Fact-checked
х

All iLive content is medically reviewed or fact checked to ensure as much factual accuracy as possible.

We have strict sourcing guidelines and only link to reputable media sites, academic research institutions and, whenever possible, medically peer reviewed studies. Note that the numbers in parentheses ([1], [2], etc.) are clickable links to these studies.

If you feel that any of our content is inaccurate, out-of-date, or otherwise questionable, please select it and press Ctrl + Enter.

Nasal furuncle

Medical expert of the article

Dermatologist
, medical expert
Last reviewed: 04.07.2025

A nasal furuncle is an acute purulent inflammation of the hair follicle and sebaceous gland of the outer or inner surface of the wing of the nose, the tip of the nose, or the cutaneous part of the nasal septum. Furuncles are most often located on the tip and wings of the nose, in the vestibule, near the nasal septum. Acute purulent-necrotic inflammation of several hair follicles and sebaceous glands with extensive necrosis of the skin and subcutaneous tissue of the nose is called a carbuncle.
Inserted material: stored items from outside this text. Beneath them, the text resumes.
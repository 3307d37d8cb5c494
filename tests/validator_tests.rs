use javasim::parser::preprocess::SourceUnit;
use javasim::validator::{validate, Diagnostics};

fn check(source: &str) -> Diagnostics {
    validate(&SourceUnit::new(source))
}

fn messages(diags: &[javasim::validator::Diagnostic]) -> Vec<String> {
    diags.iter().map(|d| d.to_string()).collect()
}

#[test]
fn test_clean_program_has_no_diagnostics() {
    let diags = check(
        r#"public class Main {
    static int twice(int n) {
        return n * 2;
    }

    public static void main(String[] args) {
        String name = "Ann";
        System.out.println(name.length() + twice(2));
    }
}
"#,
    );
    assert!(diags.errors.is_empty(), "{:?}", messages(&diags.errors));
    assert!(diags.warnings.is_empty(), "{:?}", messages(&diags.warnings));
}

#[test]
fn test_every_unbalanced_kind_is_reported() {
    let diags = check("public class Main { void f( { int[ x; }");
    let errors = messages(&diags.errors);
    assert!(errors.iter().any(|e| e.contains("Unbalanced curly braces")));
    assert!(errors.iter().any(|e| e.contains("Unbalanced parentheses")));
    assert!(errors.iter().any(|e| e.contains("Unbalanced square brackets")));
}

#[test]
fn test_brackets_in_literals_and_comments_are_ignored() {
    let diags = check(
        "public class Main {\n    // a stray { here\n    String s = \"(((\";\n    char c = '}';\n}\n",
    );
    assert!(!diags.has_errors(), "{:?}", messages(&diags.errors));
}

#[test]
fn test_missing_semicolon_reports_line() {
    let diags = check("public class Main {\n    int x = 1\n}\n");
    assert_eq!(diags.errors.len(), 1);
    assert_eq!(diags.errors[0].line, Some(2));
    assert!(diags.errors[0].message.contains("Missing semicolon"));
}

#[test]
fn test_type_mismatch_in_declaration() {
    let diags = check("public class Main {\n    int count = \"three\";\n}\n");
    assert_eq!(diags.error_lines(), vec![2]);
    assert!(diags.errors[0].message.contains("Type mismatch"));
}

#[test]
fn test_unreachable_code_after_return_warns() {
    let diags = check(
        "public class Main {\n    static int f() {\n        return 1;\n        int x = 2;\n    }\n}\n",
    );
    assert!(!diags.has_errors());
    assert_eq!(diags.warning_lines(), vec![4]);
}

#[test]
fn test_final_constants_may_be_uppercase() {
    let diags = check(
        "public class Main {\n    static final int MAX_SIZE = 10;\n    int Size = 3;\n}\n",
    );
    assert_eq!(diags.warning_lines(), vec![3]);
}

#[test]
fn test_wildcard_and_used_imports_do_not_warn() {
    let diags = check(
        "import java.util.*;\nimport java.util.List;\npublic class Main {\n    List<String> items;\n}\n",
    );
    assert!(diags.warnings.is_empty(), "{:?}", messages(&diags.warnings));
}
trusted-source[ 1 ], [ 2 ]

Epidemiology

Furuncle (carbuncle) of the nose is one of the private manifestations of pyoderma - a large group of acute and chronic, superficial and deep purulent-inflammatory processes of the skin, the specific weight of which in the structure of skin diseases is 40%. Patients with furuncles and carbuncles of the face make up from 4 to 17% of the total number of hospitalized in specialized departments during the year. Recently, an increase in the number of hospitalized with a diagnosis of furuncle (carbuncle) of the nose has been noted.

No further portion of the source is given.